> [YOUR ASSIGNMENT]
Every line in the data below that includes "required" belongs in the answer, copied as it stands.

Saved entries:
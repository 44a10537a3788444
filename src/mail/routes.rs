//! HTTP endpoints for sending and fetching email.

use axum::{
    Json, Router,
    extract::{Query, State},
    http::StatusCode,
    response::IntoResponse,
    routing::{get, post},
};
use serde::Deserialize;
use serde_json::{Value, json};
use uuid::Uuid;

use super::smtp::{OutgoingEmail, SendOutcome, send_email, task_email};
use crate::server::AppState;

/// Limit used when the query has none, or an unusable one.
pub const DEFAULT_FETCH_LIMIT: u32 = 10;

pub fn email_routes() -> Router<AppState> {
    Router::new()
        .route("/api/email/send-task", post(send_task))
        .route("/api/email/send", post(send))
        .route("/api/email/imap", get(fetch_imap))
        .route("/api/email/pop3", get(fetch_pop3))
}

#[derive(Debug, Deserialize)]
#[serde(rename_all = "camelCase")]
struct SendTaskRequest {
    #[serde(default)]
    task_id: Option<String>,
    #[serde(default)]
    email_to: Option<String>,
}

#[derive(Debug, Deserialize)]
struct SendRequest {
    #[serde(default)]
    to: Option<String>,
    #[serde(default)]
    subject: Option<String>,
    #[serde(default)]
    text: Option<String>,
    #[serde(default)]
    html: Option<String>,
}

#[derive(Debug, Deserialize)]
pub struct LimitQuery {
    #[serde(default)]
    limit: Option<String>,
}

impl LimitQuery {
    /// Positive integer limit, else the default.
    pub fn limit(&self) -> u32 {
        self.limit
            .as_deref()
            .and_then(|s| s.trim().parse::<u32>().ok())
            .filter(|&n| n > 0)
            .unwrap_or(DEFAULT_FETCH_LIMIT)
    }
}

fn message(status: StatusCode, text: &str) -> (StatusCode, Json<Value>) {
    (status, Json(json!({ "message": text })))
}

fn non_empty(value: Option<String>) -> Option<String> {
    value.filter(|s| !s.trim().is_empty())
}

fn send_response(outcome: SendOutcome) -> (StatusCode, Json<Value>) {
    if outcome.success {
        (
            StatusCode::OK,
            Json(json!({
                "message": "Email sent successfully",
                "messageId": outcome.message_id,
            })),
        )
    } else {
        (
            StatusCode::INTERNAL_SERVER_ERROR,
            Json(json!({
                "message": "Failed to send email",
                "error": outcome.error,
            })),
        )
    }
}

async fn send_task(
    State(state): State<AppState>,
    Json(body): Json<SendTaskRequest>,
) -> impl IntoResponse {
    let (Some(task_id), Some(email_to)) = (non_empty(body.task_id), non_empty(body.email_to))
    else {
        return message(
            StatusCode::BAD_REQUEST,
            "Task ID and recipient email are required",
        );
    };

    let Ok(id) = Uuid::parse_str(&task_id) else {
        return message(StatusCode::NOT_FOUND, "Task not found");
    };
    let todo = match state.todos.get_todo(id).await {
        Ok(Some(todo)) => todo,
        Ok(None) => return message(StatusCode::NOT_FOUND, "Task not found"),
        Err(e) => {
            return (
                StatusCode::INTERNAL_SERVER_ERROR,
                Json(json!({ "message": e.to_string() })),
            );
        }
    };

    let outcome = send_email(state.sender.as_ref(), task_email(email_to, &todo)).await;
    send_response(outcome)
}

async fn send(State(state): State<AppState>, Json(body): Json<SendRequest>) -> impl IntoResponse {
    let (Some(to), Some(subject)) = (non_empty(body.to), non_empty(body.subject)) else {
        return message(
            StatusCode::BAD_REQUEST,
            "Recipient email and subject are required",
        );
    };

    let email = OutgoingEmail {
        to,
        subject,
        text: body.text.unwrap_or_default(),
        html: non_empty(body.html),
    };
    send_response(send_email(state.sender.as_ref(), email).await)
}

async fn fetch_imap(State(state): State<AppState>, Query(query): Query<LimitQuery>) -> impl IntoResponse {
    Json(state.mail.fetch_imap(query.limit()).await)
}

async fn fetch_pop3(State(state): State<AppState>, Query(query): Query<LimitQuery>) -> impl IntoResponse {
    Json(state.mail.fetch_pop3(query.limit()).await)
}

#[cfg(test)]
mod tests {
    use super::*;

    fn query(limit: Option<&str>) -> LimitQuery {
        LimitQuery {
            limit: limit.map(str::to_string),
        }
    }

    #[test]
    fn limit_defaults() {
        assert_eq!(query(None).limit(), 10);
        assert_eq!(query(Some("0")).limit(), 10);
        assert_eq!(query(Some("abc")).limit(), 10);
        assert_eq!(query(Some("-3")).limit(), 10);
        assert_eq!(query(Some("5")).limit(), 5);
        assert_eq!(query(Some("100")).limit(), 100);
    }
}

> [FINISHED TASK]
            "Task ID and recipient email are required",
            "Recipient email and subject are required",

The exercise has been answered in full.